[WHAT IS EXPECTED]
Scan the entries below for the word "message" and copy every line in which it occurs.

[Collected data]
━━━━━━━━

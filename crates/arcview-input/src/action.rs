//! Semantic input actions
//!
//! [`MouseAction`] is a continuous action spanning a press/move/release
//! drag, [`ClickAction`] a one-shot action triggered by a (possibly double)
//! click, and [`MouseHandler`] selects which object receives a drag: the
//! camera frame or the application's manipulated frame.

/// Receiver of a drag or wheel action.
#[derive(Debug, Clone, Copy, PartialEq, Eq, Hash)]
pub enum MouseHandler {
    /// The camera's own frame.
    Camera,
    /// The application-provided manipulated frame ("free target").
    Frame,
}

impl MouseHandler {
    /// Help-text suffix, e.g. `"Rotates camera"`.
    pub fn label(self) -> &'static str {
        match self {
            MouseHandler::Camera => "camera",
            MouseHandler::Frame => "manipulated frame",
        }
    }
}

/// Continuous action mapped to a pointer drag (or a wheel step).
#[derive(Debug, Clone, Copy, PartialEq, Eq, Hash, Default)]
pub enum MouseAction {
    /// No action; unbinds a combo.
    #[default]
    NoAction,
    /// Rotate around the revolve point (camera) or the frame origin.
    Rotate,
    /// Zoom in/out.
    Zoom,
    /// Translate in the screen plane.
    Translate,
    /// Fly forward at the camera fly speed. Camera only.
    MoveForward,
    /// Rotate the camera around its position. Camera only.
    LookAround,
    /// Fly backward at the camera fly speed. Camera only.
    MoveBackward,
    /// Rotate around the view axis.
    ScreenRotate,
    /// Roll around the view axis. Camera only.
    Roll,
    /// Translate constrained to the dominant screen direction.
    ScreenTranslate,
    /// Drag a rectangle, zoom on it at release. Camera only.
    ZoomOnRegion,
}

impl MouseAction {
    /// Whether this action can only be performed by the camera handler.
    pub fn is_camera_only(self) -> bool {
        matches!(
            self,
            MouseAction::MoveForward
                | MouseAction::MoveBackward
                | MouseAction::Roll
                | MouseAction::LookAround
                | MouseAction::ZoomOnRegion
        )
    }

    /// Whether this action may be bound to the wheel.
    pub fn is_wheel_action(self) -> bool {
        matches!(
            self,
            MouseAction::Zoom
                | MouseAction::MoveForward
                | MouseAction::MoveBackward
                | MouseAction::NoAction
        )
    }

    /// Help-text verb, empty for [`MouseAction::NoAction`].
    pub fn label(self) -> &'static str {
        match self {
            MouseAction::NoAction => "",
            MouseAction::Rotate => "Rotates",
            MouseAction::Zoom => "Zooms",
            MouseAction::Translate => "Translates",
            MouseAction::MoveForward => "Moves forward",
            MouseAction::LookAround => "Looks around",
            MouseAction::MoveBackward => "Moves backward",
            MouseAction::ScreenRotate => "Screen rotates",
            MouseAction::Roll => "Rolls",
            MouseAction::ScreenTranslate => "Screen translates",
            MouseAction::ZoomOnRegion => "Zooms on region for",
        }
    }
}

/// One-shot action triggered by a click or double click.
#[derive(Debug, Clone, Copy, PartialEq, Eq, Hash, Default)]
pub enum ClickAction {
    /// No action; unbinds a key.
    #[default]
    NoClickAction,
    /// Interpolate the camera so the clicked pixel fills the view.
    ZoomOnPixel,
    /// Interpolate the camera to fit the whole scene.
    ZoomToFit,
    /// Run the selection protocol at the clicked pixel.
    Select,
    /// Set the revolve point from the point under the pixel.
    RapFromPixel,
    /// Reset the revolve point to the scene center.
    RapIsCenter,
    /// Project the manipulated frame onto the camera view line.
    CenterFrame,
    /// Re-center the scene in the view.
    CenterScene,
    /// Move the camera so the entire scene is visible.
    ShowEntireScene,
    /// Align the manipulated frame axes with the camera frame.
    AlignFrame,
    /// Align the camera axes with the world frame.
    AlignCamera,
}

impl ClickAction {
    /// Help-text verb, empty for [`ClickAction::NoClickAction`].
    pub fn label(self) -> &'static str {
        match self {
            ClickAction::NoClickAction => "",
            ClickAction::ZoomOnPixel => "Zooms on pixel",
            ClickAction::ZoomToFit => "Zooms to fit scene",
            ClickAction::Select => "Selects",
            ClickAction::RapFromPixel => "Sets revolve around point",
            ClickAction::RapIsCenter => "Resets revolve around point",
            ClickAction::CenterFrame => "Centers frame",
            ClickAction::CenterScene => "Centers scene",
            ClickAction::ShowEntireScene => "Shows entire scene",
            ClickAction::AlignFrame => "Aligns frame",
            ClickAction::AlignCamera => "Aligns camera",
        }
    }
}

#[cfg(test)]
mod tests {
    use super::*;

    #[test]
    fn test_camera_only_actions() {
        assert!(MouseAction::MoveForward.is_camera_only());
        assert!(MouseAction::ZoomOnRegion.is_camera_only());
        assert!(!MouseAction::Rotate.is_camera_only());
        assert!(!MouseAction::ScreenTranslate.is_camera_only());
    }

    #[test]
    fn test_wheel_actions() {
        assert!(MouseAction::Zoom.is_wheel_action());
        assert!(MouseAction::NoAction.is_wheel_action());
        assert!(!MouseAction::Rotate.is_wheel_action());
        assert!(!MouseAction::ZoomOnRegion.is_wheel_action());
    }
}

━━━━━━━━

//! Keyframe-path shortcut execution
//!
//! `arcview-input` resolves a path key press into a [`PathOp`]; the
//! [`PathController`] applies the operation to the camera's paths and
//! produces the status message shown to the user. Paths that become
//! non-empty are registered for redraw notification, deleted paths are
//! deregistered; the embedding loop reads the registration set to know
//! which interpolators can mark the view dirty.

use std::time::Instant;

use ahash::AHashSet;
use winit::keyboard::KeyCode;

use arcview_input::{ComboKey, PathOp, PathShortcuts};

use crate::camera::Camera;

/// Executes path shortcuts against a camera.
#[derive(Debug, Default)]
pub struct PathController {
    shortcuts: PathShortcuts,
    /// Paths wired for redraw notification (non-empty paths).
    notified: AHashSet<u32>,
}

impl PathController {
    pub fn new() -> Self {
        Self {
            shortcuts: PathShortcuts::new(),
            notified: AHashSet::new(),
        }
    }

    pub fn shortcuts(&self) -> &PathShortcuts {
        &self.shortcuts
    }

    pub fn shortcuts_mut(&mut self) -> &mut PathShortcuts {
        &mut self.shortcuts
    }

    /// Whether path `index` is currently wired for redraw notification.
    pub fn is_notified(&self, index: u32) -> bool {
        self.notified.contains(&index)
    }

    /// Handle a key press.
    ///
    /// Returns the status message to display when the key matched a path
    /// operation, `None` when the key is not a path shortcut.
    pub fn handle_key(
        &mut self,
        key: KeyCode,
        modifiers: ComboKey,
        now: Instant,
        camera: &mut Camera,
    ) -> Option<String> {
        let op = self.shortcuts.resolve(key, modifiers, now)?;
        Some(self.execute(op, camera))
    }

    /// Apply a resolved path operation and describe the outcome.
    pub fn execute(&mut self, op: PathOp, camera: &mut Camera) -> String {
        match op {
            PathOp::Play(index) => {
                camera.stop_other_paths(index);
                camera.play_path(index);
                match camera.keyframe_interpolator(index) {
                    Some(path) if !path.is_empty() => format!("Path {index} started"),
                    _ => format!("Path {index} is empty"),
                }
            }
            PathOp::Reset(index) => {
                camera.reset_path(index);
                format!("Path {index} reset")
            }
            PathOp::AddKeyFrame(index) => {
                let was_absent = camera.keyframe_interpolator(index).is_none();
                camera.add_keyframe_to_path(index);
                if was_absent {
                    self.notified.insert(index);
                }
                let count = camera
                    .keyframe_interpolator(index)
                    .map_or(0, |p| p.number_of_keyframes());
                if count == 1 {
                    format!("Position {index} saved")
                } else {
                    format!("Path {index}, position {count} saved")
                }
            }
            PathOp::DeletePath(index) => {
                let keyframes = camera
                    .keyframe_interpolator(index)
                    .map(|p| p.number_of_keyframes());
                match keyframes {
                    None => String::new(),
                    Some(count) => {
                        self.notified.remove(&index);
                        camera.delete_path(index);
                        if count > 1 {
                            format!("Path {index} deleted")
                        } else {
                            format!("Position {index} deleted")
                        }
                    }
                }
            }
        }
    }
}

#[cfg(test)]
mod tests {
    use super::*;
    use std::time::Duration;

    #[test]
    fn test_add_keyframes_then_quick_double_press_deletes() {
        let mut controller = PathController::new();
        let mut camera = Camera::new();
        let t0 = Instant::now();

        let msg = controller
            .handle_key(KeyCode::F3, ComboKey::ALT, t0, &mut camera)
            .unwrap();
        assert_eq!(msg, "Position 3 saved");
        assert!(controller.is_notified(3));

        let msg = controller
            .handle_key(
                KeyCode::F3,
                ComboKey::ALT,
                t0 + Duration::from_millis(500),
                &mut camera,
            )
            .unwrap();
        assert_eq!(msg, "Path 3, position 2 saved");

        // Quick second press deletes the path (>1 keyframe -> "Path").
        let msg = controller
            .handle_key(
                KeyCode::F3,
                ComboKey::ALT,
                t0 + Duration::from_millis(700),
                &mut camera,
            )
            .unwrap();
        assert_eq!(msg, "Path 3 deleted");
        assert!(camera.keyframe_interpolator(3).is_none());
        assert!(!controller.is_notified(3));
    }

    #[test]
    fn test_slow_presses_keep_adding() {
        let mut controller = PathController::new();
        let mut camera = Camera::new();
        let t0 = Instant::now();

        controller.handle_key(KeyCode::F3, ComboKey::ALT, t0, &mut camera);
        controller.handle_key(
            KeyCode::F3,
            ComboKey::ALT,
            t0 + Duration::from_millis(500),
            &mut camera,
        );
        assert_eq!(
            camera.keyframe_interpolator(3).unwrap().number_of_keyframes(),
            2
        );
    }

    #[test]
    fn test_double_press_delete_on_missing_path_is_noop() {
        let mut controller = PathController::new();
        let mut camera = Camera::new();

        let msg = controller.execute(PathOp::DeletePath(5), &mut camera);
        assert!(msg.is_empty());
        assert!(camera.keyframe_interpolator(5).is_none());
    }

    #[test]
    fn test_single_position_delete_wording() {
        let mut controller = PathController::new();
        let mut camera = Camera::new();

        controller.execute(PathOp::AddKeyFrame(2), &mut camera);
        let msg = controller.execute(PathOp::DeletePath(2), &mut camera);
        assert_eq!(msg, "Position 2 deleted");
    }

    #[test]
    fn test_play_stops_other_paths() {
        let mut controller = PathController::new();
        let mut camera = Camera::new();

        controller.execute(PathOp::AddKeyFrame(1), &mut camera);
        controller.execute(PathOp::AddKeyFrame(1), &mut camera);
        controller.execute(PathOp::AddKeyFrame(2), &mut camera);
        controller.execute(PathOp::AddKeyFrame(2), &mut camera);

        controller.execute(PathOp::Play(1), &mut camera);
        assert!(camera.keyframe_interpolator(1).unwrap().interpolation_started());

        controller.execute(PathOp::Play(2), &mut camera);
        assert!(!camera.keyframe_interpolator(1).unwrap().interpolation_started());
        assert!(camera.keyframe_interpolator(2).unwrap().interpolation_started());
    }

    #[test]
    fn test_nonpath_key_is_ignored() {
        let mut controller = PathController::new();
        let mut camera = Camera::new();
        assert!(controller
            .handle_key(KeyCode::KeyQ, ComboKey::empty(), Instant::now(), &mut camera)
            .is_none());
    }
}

━━━━━━━━

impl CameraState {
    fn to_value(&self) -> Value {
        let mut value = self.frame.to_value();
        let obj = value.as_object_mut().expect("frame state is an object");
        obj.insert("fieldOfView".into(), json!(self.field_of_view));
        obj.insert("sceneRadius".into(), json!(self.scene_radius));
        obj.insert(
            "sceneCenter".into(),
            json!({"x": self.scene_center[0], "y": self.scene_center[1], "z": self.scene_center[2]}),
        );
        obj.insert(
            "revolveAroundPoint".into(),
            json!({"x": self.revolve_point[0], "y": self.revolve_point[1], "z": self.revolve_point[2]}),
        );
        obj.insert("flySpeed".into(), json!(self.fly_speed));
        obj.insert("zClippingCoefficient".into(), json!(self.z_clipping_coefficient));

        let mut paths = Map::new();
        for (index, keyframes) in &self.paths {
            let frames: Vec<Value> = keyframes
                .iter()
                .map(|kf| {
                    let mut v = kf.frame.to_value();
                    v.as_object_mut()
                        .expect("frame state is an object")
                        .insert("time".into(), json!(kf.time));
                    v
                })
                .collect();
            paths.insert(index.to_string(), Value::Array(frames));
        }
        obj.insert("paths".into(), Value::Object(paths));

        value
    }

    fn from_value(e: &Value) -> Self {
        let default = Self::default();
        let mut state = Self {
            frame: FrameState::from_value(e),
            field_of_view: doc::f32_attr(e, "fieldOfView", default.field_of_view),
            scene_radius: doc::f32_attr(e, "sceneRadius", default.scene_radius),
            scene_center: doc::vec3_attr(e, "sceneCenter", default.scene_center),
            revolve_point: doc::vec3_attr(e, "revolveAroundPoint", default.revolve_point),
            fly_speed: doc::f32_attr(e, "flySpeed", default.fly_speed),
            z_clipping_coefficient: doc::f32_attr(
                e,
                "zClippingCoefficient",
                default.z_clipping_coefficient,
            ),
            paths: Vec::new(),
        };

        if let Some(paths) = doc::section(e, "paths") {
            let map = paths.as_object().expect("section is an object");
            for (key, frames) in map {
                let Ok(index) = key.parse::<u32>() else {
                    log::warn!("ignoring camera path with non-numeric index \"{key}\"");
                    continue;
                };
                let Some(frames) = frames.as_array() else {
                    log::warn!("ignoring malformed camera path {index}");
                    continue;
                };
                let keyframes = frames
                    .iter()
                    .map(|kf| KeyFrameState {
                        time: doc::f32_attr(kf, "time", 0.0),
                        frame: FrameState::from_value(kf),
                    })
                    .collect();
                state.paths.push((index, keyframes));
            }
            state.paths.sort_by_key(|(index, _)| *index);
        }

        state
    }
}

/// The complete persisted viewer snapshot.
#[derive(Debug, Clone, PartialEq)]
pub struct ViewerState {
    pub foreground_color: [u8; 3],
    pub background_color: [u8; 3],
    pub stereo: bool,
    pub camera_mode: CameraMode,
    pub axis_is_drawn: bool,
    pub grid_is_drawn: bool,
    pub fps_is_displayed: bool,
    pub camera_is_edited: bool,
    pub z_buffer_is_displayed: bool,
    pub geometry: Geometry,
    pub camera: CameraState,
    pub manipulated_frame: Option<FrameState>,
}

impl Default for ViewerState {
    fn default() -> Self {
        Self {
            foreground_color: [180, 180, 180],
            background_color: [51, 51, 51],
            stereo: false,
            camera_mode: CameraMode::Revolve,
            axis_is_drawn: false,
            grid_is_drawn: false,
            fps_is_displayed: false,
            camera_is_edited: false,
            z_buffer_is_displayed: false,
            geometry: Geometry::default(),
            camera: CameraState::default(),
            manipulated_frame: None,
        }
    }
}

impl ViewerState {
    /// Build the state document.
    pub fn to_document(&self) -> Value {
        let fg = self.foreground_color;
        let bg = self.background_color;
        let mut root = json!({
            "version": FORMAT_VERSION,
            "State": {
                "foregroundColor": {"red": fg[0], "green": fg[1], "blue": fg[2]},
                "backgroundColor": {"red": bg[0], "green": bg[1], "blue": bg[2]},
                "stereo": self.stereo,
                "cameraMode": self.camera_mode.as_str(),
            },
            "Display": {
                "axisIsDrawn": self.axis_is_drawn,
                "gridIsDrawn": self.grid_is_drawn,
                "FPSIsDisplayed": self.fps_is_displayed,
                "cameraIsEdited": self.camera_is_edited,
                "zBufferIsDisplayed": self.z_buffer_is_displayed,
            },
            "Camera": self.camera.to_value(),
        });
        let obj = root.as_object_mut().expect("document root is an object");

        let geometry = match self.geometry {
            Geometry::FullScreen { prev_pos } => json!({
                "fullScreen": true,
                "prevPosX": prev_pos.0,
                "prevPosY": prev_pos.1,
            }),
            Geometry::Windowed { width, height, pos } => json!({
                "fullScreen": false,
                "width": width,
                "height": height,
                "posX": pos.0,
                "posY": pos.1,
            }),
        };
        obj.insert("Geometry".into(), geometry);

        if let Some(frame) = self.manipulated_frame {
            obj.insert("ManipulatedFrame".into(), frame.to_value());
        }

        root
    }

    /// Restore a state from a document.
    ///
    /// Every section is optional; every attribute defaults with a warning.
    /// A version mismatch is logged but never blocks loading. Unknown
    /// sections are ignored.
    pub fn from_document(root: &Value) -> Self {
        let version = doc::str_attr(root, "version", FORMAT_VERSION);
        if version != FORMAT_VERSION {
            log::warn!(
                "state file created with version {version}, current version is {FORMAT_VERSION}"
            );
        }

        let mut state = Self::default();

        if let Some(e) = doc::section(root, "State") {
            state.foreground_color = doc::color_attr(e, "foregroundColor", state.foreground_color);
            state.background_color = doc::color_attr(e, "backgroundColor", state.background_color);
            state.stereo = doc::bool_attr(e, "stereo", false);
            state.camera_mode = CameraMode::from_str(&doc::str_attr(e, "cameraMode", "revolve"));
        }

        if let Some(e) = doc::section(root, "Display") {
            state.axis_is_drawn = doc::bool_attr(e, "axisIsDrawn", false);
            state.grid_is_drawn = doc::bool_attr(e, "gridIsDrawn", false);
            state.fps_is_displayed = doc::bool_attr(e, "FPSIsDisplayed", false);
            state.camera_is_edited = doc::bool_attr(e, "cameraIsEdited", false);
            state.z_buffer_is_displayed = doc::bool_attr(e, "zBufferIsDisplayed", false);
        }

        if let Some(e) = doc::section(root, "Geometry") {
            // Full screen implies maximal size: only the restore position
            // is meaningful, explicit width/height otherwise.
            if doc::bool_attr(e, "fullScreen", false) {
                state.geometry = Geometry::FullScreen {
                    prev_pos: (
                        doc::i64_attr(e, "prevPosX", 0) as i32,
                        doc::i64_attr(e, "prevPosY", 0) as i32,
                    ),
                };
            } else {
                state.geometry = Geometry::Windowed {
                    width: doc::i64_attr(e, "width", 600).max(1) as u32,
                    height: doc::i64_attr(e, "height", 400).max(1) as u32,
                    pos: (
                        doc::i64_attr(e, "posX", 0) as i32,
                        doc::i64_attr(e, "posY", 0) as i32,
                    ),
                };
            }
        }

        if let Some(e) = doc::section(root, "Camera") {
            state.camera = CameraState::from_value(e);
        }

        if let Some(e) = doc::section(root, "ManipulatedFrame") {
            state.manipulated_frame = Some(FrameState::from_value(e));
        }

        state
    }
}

━━━━━━━━

[OUTPUT FOR THIS EXERCISE]
//! produces the status message shown to the user. Paths that become
    /// Returns the status message to display when the key matched a path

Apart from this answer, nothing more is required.